#### Given data:
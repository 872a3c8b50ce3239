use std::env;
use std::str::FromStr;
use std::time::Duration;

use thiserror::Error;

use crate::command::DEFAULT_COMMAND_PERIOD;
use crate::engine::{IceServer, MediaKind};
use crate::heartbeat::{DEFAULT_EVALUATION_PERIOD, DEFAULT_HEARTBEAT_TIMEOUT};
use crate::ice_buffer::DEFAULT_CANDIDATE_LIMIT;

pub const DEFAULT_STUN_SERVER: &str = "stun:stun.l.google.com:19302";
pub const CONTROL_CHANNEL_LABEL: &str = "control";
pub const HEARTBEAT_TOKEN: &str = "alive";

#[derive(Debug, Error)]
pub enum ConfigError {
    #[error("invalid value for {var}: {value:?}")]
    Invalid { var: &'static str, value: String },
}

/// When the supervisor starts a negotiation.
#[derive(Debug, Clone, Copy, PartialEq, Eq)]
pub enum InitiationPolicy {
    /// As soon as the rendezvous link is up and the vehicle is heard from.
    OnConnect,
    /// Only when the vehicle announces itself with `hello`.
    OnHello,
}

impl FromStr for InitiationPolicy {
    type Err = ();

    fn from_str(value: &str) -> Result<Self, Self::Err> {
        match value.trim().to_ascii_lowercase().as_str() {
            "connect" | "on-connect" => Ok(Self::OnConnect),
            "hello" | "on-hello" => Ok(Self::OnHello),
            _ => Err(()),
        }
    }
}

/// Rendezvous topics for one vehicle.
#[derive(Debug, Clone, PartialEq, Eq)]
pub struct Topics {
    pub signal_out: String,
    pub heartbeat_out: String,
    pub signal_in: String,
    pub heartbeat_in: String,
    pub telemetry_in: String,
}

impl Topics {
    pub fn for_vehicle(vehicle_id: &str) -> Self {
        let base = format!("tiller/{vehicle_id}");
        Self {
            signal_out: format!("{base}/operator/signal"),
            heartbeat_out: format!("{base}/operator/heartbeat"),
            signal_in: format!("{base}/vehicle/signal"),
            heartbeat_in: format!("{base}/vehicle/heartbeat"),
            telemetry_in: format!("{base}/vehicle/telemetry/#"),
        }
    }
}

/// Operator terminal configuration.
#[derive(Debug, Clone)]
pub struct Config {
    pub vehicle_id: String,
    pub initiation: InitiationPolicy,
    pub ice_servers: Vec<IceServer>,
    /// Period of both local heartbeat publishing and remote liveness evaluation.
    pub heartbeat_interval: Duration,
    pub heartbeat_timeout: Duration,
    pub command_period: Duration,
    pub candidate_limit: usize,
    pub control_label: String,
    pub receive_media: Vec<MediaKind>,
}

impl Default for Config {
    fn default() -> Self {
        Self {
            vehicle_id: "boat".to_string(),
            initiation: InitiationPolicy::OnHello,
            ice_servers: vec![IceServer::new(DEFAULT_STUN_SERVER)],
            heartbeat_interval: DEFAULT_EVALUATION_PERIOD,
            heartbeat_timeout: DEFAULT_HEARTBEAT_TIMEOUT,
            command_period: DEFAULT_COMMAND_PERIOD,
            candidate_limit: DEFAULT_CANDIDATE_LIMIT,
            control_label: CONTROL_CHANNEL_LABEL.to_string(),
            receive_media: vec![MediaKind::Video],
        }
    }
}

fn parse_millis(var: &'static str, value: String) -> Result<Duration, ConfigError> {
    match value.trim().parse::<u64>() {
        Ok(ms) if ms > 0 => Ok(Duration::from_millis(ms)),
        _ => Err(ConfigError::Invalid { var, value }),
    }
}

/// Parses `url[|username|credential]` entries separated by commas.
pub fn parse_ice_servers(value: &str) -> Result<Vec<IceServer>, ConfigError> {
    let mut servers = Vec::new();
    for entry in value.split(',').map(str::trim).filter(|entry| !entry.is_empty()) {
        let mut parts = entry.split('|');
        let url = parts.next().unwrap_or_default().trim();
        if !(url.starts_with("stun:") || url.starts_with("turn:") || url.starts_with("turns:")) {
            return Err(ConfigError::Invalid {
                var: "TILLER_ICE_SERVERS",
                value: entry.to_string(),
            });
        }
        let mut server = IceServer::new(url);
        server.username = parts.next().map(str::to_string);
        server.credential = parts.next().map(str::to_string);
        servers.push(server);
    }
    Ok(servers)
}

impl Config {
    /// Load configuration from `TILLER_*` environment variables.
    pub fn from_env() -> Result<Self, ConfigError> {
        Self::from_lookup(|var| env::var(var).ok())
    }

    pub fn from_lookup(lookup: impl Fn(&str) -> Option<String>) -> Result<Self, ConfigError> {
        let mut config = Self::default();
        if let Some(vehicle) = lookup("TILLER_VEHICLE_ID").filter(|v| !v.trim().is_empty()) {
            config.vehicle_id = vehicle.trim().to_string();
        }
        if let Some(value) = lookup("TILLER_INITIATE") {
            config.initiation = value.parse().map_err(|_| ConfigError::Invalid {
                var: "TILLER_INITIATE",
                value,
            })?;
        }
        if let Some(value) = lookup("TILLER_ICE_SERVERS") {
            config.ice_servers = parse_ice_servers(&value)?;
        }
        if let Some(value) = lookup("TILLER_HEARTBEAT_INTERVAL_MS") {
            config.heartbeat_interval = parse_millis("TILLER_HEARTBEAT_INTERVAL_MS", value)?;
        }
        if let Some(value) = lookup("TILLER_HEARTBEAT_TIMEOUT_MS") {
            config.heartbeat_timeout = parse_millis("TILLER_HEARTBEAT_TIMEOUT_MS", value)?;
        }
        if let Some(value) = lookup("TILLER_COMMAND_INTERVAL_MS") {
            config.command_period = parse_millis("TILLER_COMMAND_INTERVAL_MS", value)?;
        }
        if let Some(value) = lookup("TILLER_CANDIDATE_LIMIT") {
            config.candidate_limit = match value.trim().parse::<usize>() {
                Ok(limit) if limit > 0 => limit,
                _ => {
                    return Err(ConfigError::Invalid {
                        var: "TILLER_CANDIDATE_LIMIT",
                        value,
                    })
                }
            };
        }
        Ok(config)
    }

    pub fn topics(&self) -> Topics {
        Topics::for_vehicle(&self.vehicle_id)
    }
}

* * *

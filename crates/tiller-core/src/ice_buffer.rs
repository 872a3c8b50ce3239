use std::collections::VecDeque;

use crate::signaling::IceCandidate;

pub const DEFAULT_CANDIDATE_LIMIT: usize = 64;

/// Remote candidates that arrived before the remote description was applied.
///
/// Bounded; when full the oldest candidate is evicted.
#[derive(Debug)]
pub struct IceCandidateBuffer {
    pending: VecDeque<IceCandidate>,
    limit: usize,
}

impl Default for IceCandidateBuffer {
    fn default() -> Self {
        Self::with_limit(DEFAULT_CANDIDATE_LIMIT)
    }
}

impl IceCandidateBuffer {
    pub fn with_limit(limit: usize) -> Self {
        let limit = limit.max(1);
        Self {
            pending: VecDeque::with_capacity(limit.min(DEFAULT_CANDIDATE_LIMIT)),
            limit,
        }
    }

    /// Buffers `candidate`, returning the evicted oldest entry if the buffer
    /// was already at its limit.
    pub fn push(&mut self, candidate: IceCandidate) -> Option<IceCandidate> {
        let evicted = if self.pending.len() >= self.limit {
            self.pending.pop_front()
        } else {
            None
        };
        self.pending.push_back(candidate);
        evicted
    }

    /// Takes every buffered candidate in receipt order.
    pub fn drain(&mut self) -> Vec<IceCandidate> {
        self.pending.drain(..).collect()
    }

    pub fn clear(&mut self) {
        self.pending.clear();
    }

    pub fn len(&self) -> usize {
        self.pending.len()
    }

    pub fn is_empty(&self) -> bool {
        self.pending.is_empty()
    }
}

#### Exercise objective:
Lines containing "pending": tally them across the records above and give the total alone.

#### Task answer:
9